Ce positionnement est en réalité le reflet de la stratégie marocaine qui consiste à ne pas s’aligner sur un seul bloc géopolitique, expliquée par l’économiste Alexandre Kateb, dans son analyse pour le think tank américain Carnegie Endowment for International Peace. «Cette position reflète l’ADN historique du Maroc depuis son indépendance, enraciné dans l’héritage du mouvement des non-alignés », analyse-t-il au Point Afrique.

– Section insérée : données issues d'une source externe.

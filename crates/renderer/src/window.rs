use std::sync::Arc;
use std::time::Instant;

use anyhow::{anyhow, Context, Result};
use winit::dpi::{LogicalSize, PhysicalSize};
use winit::event::{Event, WindowEvent};
use winit::event_loop::{ControlFlow, EventLoop};
use winit::window::{Window, WindowBuilder};

use crate::compositor::{CompositeTarget, Viewport};
use crate::error::{RenderError, RenderResult};
use crate::frame::{FrameDriver, RendererContext, StrandSettings};
use crate::gpu::GpuTarget;
use crate::runtime::{time_source_for_policy, FrameScheduler};
use crate::RendererConfig;

/// Logical drawable area for a window of `size` physical pixels.
pub(crate) fn viewport_for(
    size: PhysicalSize<u32>,
    scale_factor: f64,
    settings: &StrandSettings,
) -> Viewport {
    let device_ratio = if scale_factor.is_finite() && scale_factor > 0.0 {
        scale_factor
    } else {
        1.0
    };
    Viewport::new(
        (f64::from(size.width) / device_ratio) as f32,
        (f64::from(size.height) / device_ratio) as f32,
        settings.pixel_ratio(device_ratio),
    )
}

/// Everything the event loop touches between frames.
///
/// `target` is declared before `window` so the surface drops first.
struct WindowState {
    target: GpuTarget,
    context: RendererContext<<GpuTarget as CompositeTarget>::Layer>,
    driver: FrameDriver,
    settings: StrandSettings,
    window: Arc<Window>,
}

impl WindowState {
    fn new(window: Arc<Window>, config: &RendererConfig) -> RenderResult<Self> {
        let size = window.inner_size();
        let viewport = viewport_for(size, window.scale_factor(), &config.settings);
        let mut target = GpuTarget::new(window.as_ref(), size, viewport)?;
        let context = RendererContext::new(&config.settings, &mut target)?;
        Ok(Self {
            target,
            context,
            driver: FrameDriver::new(time_source_for_policy(&config.policy)),
            settings: config.settings.clone(),
            window,
        })
    }

    fn window(&self) -> &Window {
        self.window.as_ref()
    }

    fn resize(&mut self, size: PhysicalSize<u32>, scale_factor: f64) {
        if size.width == 0 || size.height == 0 {
            return;
        }
        let viewport = viewport_for(size, scale_factor, &self.settings);
        tracing::debug!(
            width = size.width,
            height = size.height,
            scale_factor,
            "window resized"
        );
        self.target.resize(size, viewport);
    }

    fn render_frame(&mut self) -> RenderResult<()> {
        self.driver.tick(&mut self.context, &mut self.target)
    }
}

/// Opens a window and animates the strands until it is closed or a frame fails.
pub(crate) fn run_window(config: &RendererConfig) -> Result<()> {
    let event_loop = EventLoop::new().map_err(|err| anyhow!("failed to create event loop: {err}"))?;

    let (width, height) = config.surface_size;
    let window = WindowBuilder::new()
        .with_title(config.title.as_str())
        .with_inner_size(LogicalSize::new(width, height))
        .build(&event_loop)
        .map_err(|err| anyhow!("failed to create window: {err}"))?;
    let window = Arc::new(window);

    let mut state =
        WindowState::new(window, config).context("failed to initialise window renderer")?;
    let mut scheduler = FrameScheduler::new(&config.policy);
    tracing::info!(
        width,
        height,
        strands = config.settings.strand_count,
        "strand animation started"
    );
    state.window().request_redraw();

    let mut failure: Option<RenderError> = None;
    let failure_slot = &mut failure;
    event_loop
        .run(move |event, elwt| match event {
            Event::WindowEvent { window_id, event } if window_id == state.window().id() => {
                match event {
                    WindowEvent::CloseRequested | WindowEvent::Destroyed => {
                        elwt.exit();
                    }
                    WindowEvent::Resized(new_size) => {
                        let scale_factor = state.window().scale_factor();
                        state.resize(new_size, scale_factor);
                        scheduler.reset();
                        state.window().request_redraw();
                    }
                    WindowEvent::ScaleFactorChanged { scale_factor, .. } => {
                        let size = state.target.size();
                        state.resize(size, scale_factor);
                        scheduler.reset();
                    }
                    WindowEvent::RedrawRequested => match state.render_frame() {
                        Ok(()) => scheduler.mark_rendered(),
                        Err(err) => {
                            let recoverable = matches!(
                                err.as_surface_error(),
                                Some(wgpu::SurfaceError::Lost | wgpu::SurfaceError::Outdated)
                            );
                            if recoverable {
                                tracing::warn!(error = %err, "surface lost; reconfiguring");
                                state.target.recover_surface();
                                state.window().request_redraw();
                            } else {
                                tracing::error!(error = %err, "frame failed; stopping animation");
                                *failure_slot = Some(err);
                                elwt.exit();
                            }
                        }
                    },
                    _ => {}
                }
            }
            Event::AboutToWait => {
                let now = Instant::now();
                if scheduler.ready_for_frame(now) {
                    tracing::trace!("scheduler: issuing redraw now");
                    state.window().request_redraw();
                    elwt.set_control_flow(ControlFlow::Wait);
                } else if let Some(deadline) = scheduler.next_deadline() {
                    let ms = deadline.saturating_duration_since(now).as_millis();
                    tracing::trace!(deadline_ms = ms, "scheduler: waiting until next frame");
                    elwt.set_control_flow(ControlFlow::WaitUntil(deadline));
                } else {
                    tracing::trace!("scheduler: idle (no redraw requested)");
                    elwt.set_control_flow(ControlFlow::Wait);
                }
            }
            _ => {}
        })
        .map_err(|err| anyhow!("window event loop error: {err}"))?;

    match failure {
        Some(err) => Err(err).context("strand animation aborted"),
        None => Ok(()),
    }
}

#[cfg(test)]
mod tests {
    use super::*;

    #[test]
    fn viewport_is_logical_with_capped_scale() {
        let settings = StrandSettings::default();
        let viewport = viewport_for(PhysicalSize::new(1800, 1200), 3.0, &settings);
        assert!((viewport.width - 600.0).abs() < 1e-3);
        assert!((viewport.height - 400.0).abs() < 1e-3);
        assert!((viewport.scale - 2.0).abs() < f32::EPSILON);
        assert!((viewport.center_y() - 200.0).abs() < 1e-3);
    }

    #[test]
    fn invalid_scale_factor_is_treated_as_one() {
        let settings = StrandSettings::default();
        let viewport = viewport_for(PhysicalSize::new(640, 480), 0.0, &settings);
        assert_eq!(viewport, Viewport::new(640.0, 480.0, 1.0));
    }
}
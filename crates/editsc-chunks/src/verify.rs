use crate::error::RoundTripError;

/// Offset of the first differing byte between `a` and `b`, or None if they
/// are identical. A strict prefix differs at the shorter length.
pub fn first_mismatch(a: &[u8], b: &[u8]) -> Option<usize> {
    if let Some(offset) = a.iter().zip(b).position(|(x, y)| x != y) {
        return Some(offset);
    }
    if a.len() != b.len() {
        return Some(a.len().min(b.len()));
    }
    None
}

/// Require `encoded` to be byte-identical to `source`.
pub fn verify_round_trip(source: &[u8], encoded: &[u8]) -> Result<(), RoundTripError> {
    match first_mismatch(source, encoded) {
        Some(offset) => Err(RoundTripError { offset }),
        None => Ok(()),
    }
}

/// Incremental prefix check against a source buffer.
///
/// Call [`check`](Self::check) each time the output grows; only the newly
/// appended bytes are compared, so a full encode is verified in one pass and
/// a divergence is reported at its exact offset.
#[derive(Debug)]
pub struct PrefixVerifier<'a> {
    source: &'a [u8],
    verified: usize,
}

impl<'a> PrefixVerifier<'a> {
    pub fn new(source: &'a [u8]) -> Self {
        Self {
            source,
            verified: 0,
        }
    }

    /// Bytes confirmed equal so far.
    pub fn verified(&self) -> usize {
        self.verified
    }

    /// Require `output` to still be a prefix of the source.
    pub fn check(&mut self, output: &[u8]) -> Result<(), RoundTripError> {
        let start = self.verified.min(output.len());
        let end = output.len().min(self.source.len());
        if let Some(rel) = first_mismatch(&self.source[start..end], &output[start..end]) {
            return Err(RoundTripError { offset: start + rel });
        }
        if output.len() > self.source.len() {
            return Err(RoundTripError {
                offset: self.source.len(),
            });
        }
        self.verified = output.len();
        Ok(())
    }

    /// Require `output` to be the whole source, not just a prefix of it.
    pub fn finish(mut self, output: &[u8]) -> Result<(), RoundTripError> {
        self.check(output)?;
        if output.len() != self.source.len() {
            return Err(RoundTripError {
                offset: output.len(),
            });
        }
        Ok(())
    }
}
use std::path::Path;

use serde::{Deserialize, Serialize};

use crate::error::ChunksError;

/// What to do when two chunk records carry the same region coordinate.
#[derive(Debug, Clone, Copy, PartialEq, Eq, Default, Serialize, Deserialize)]
pub enum DuplicatePolicy {
    /// Later record replaces the earlier one at the earlier one's position.
    #[default]
    Overwrite,
    /// Fail the parse with `FormatError::DuplicateChunk`.
    Reject,
}

/// Parse-time knobs for the chunk codec.
///
/// Loaded from RON, e.g.
/// `(duplicate_chunks: Reject, validate_directory: true, pad_short_tail: false)`.
/// Missing fields take their defaults.
#[derive(Debug, Clone, PartialEq, Eq, Serialize, Deserialize)]
#[serde(default)]
pub struct CodecOptions {
    pub duplicate_chunks: DuplicatePolicy,
    /// Check directory/slot consistency of Layout B files while parsing.
    pub validate_directory: bool,
    /// Zero-pad a truncated final chunk record instead of rejecting the file.
    pub pad_short_tail: bool,
}

impl Default for CodecOptions {
    fn default() -> Self {
        Self {
            duplicate_chunks: DuplicatePolicy::Overwrite,
            validate_directory: true,
            pad_short_tail: false,
        }
    }
}

impl CodecOptions {
    pub fn from_ron_str(ron_str: &str) -> Result<Self, ChunksError> {
        let options = ron::Options::default();
        options
            .from_str(ron_str)
            .map_err(|e| ChunksError::Config(e.to_string()))
    }

    /// Read options from a RON file.
    pub fn load(path: &Path) -> Result<Self, ChunksError> {
        let contents = std::fs::read_to_string(path)?;
        Self::from_ron_str(&contents)
    }
}

#[cfg(test)]
mod tests {
    use super::*;

    #[test]
    fn test_defaults() {
        let options = CodecOptions::default();
        assert_eq!(options.duplicate_chunks, DuplicatePolicy::Overwrite);
        assert!(options.validate_directory);
        assert!(!options.pad_short_tail);
    }

    #[test]
    fn test_partial_ron_uses_defaults() {
        let options = CodecOptions::from_ron_str("(duplicate_chunks: Reject)").expect("valid RON");
        assert_eq!(options.duplicate_chunks, DuplicatePolicy::Reject);
        assert!(options.validate_directory);
    }

    #[test]
    fn test_full_ron() {
        let options = CodecOptions::from_ron_str(
            "(duplicate_chunks: Overwrite, validate_directory: false, pad_short_tail: true)",
        )
        .expect("valid RON");
        assert!(!options.validate_directory);
        assert!(options.pad_short_tail);
    }

    #[test]
    fn test_invalid_ron_rejected() {
        let result = CodecOptions::from_ron_str("(duplicate_chunks: Sometimes)");
        assert!(matches!(result, Err(ChunksError::Config(_))));
    }

    #[test]
    fn test_missing_file_is_io_error() {
        let result = CodecOptions::load(Path::new("/nonexistent/editsc/options.ron"));
        assert!(matches!(result, Err(ChunksError::Io(_))));
    }
}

Pour le Maroc, il s’agit de garder une liberté d’action, tout en cultivant une alliance solide avec les Américains. Dans ce cadre, le Maroc est perçu comme un pilier de stabilité pour les États-Unis en Afrique du Nord. «Il s’agit d’un allié stratégique dans la lutte contre le terrorisme, la gestion des migrations et la promotion de la sécurité et de la stabilité régionales», déclare l’ambassadeur du royaume aux États-Unis, Youssef Amrani, au magazine américain Leaders.

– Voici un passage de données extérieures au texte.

use glam::{IVec2, IVec3};

use crate::bits::{get_bits, set_bits};
use crate::constants::{BLOCK_DATA_BITS, BLOCK_LIGHT_BITS, BLOCK_TYPE_BITS};

/// Chunk position in region units (each unit = 16 blocks). `x` is the
/// region x, `y` holds the region z.
pub type RegionCoord = IVec2;

/// World coordinate in block-space.
pub type WorldCoord = IVec3;

/// One voxel as stored on disk: a single little-endian `u32`.
///
/// Bit layout:
///   [0:9]    block-type id
///   [10:13]  light level
///   [14:31]  block-specific state
///
/// Fields are only touched through the bit-range helpers so that an update
/// never spills into a neighbouring field.
#[derive(Debug, Clone, Copy, PartialEq, Eq, Hash, Default)]
#[derive(bytemuck::Pod, bytemuck::Zeroable)]
#[repr(transparent)]
pub struct Block(pub u32);

impl Block {
    pub const AIR: Block = Block(0);

    pub fn block_type(self) -> u32 {
        get_bits(self.0, BLOCK_TYPE_BITS.0, BLOCK_TYPE_BITS.1)
    }

    pub fn light(self) -> u32 {
        get_bits(self.0, BLOCK_LIGHT_BITS.0, BLOCK_LIGHT_BITS.1)
    }

    pub fn data(self) -> u32 {
        get_bits(self.0, BLOCK_DATA_BITS.0, BLOCK_DATA_BITS.1)
    }

    /// Returns a copy with the block-type id replaced. Extra high bits of
    /// `id` are dropped.
    pub fn with_block_type(self, id: u32) -> Block {
        Block(set_bits(self.0, BLOCK_TYPE_BITS.0, BLOCK_TYPE_BITS.1, id))
    }

    pub fn with_light(self, light: u32) -> Block {
        Block(set_bits(self.0, BLOCK_LIGHT_BITS.0, BLOCK_LIGHT_BITS.1, light))
    }

    pub fn with_data(self, data: u32) -> Block {
        Block(set_bits(self.0, BLOCK_DATA_BITS.0, BLOCK_DATA_BITS.1, data))
    }
}

/// Per-column surface record. 4 bytes, byte-wise so endianness never applies.
///
/// `temp_humidity` holds temperature in the low nibble and humidity in the
/// high nibble. The two trailing bytes are nominally unused but carry
/// non-zero values in real Layout B worlds and are kept verbatim.
#[derive(Debug, Clone, Copy, PartialEq, Eq, Hash, Default)]
#[derive(bytemuck::Pod, bytemuck::Zeroable)]
#[repr(C)]
pub struct SurfacePoint {
    pub maxheight: u8,
    pub temp_humidity: u8,
    pub unused1: u8,
    pub unused2: u8,
}

impl SurfacePoint {
    pub fn temperature(self) -> u8 {
        self.temp_humidity & 0x0F
    }

    pub fn humidity(self) -> u8 {
        self.temp_humidity >> 4
    }

    pub fn with_temperature(mut self, temperature: u8) -> SurfacePoint {
        self.temp_humidity = (self.temp_humidity & 0xF0) | (temperature & 0x0F);
        self
    }

    pub fn with_humidity(mut self, humidity: u8) -> SurfacePoint {
        self.temp_humidity = (self.temp_humidity & 0x0F) | ((humidity & 0x0F) << 4);
        self
    }
}

#[cfg(test)]
mod tests {
    use super::*;

    #[test]
    fn test_block_field_decode() {
        let block = Block(0x0004_0007);
        assert_eq!(block.block_type(), 7);
        assert_eq!(block.light(), 0);
        assert_eq!(block.data(), 0x0004_0000 >> 14);
    }

    #[test]
    fn test_block_field_updates_are_isolated() {
        let block = Block::AIR.with_block_type(8).with_light(15).with_data(0x3FFFF);
        assert_eq!(block.block_type(), 8);
        assert_eq!(block.light(), 15);
        assert_eq!(block.data(), 0x3FFFF);

        // Oversized light value must not touch the data field
        let relit = block.with_light(0xFF);
        assert_eq!(relit.light(), 15);
        assert_eq!(relit.data(), 0x3FFFF);
        assert_eq!(relit.block_type(), 8);

        let retyped = block.with_block_type(0x7FF);
        assert_eq!(retyped.block_type(), 0x3FF);
        assert_eq!(retyped.light(), 15);
    }

    #[test]
    fn test_surface_point_nibbles() {
        let point = SurfacePoint {
            maxheight: 70,
            temp_humidity: 0xA3,
            unused1: 65,
            unused2: 0,
        };
        assert_eq!(point.temperature(), 3);
        assert_eq!(point.humidity(), 10);

        let updated = point.with_temperature(12).with_humidity(1);
        assert_eq!(updated.temp_humidity, 0x1C);
        assert_eq!(updated.unused1, 65);
        assert_eq!(updated.maxheight, 70);
    }

    #[test]
    fn test_record_sizes() {
        assert_eq!(std::mem::size_of::<Block>(), 4);
        assert_eq!(std::mem::size_of::<SurfacePoint>(), 4);
    }
}
pub mod bits;
pub mod block_type;
pub mod constants;
pub mod error;
pub mod math;
pub mod types;

pub use block_type::{BlockTypeDef, BlockTypeTable};
pub use error::CoreError;
pub use types::{Block, RegionCoord, SurfacePoint, WorldCoord};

Sur le plan économique, l’accord de libre-échange avec les États-Unis signé en 2004 a permis de quadrupler les échanges commerciaux, passant d’environ 1,3 milliard de dollars en 2006 à 5,5 milliards de dollars en 2023, selon une analyse du think tank américain The Washington Institute for Near East Policy. «Le Maroc offre aux entreprises américaines une passerelle vers les marchés africains émergents, en tirant parti de notre emplacement stratégique et de nos vastes réseaux continentaux. Des secteurs tels que les énergies renouvelables, l’aérospatiale et l’automobile présentent des opportunités particulièrement prometteuses pour les investissements américains», précise le diplomate marocain.
Ainsi, le Maroc se positionne comme un partenaire stratégique essentiel en Afrique du Nord. L’initiative atlantique lancée par le roi Mohammed VI illustre de ce fait l’engagement du royaume pour le développement africain. «Tous les projets initiés par Rabat en Afrique, comme l’initiative atlantique, le désenclavement du Sahel ou le gazoduc Maroc-Nigeria font du royaume un facteur de stabilité dans la région», conclut Ahmed Faouzi.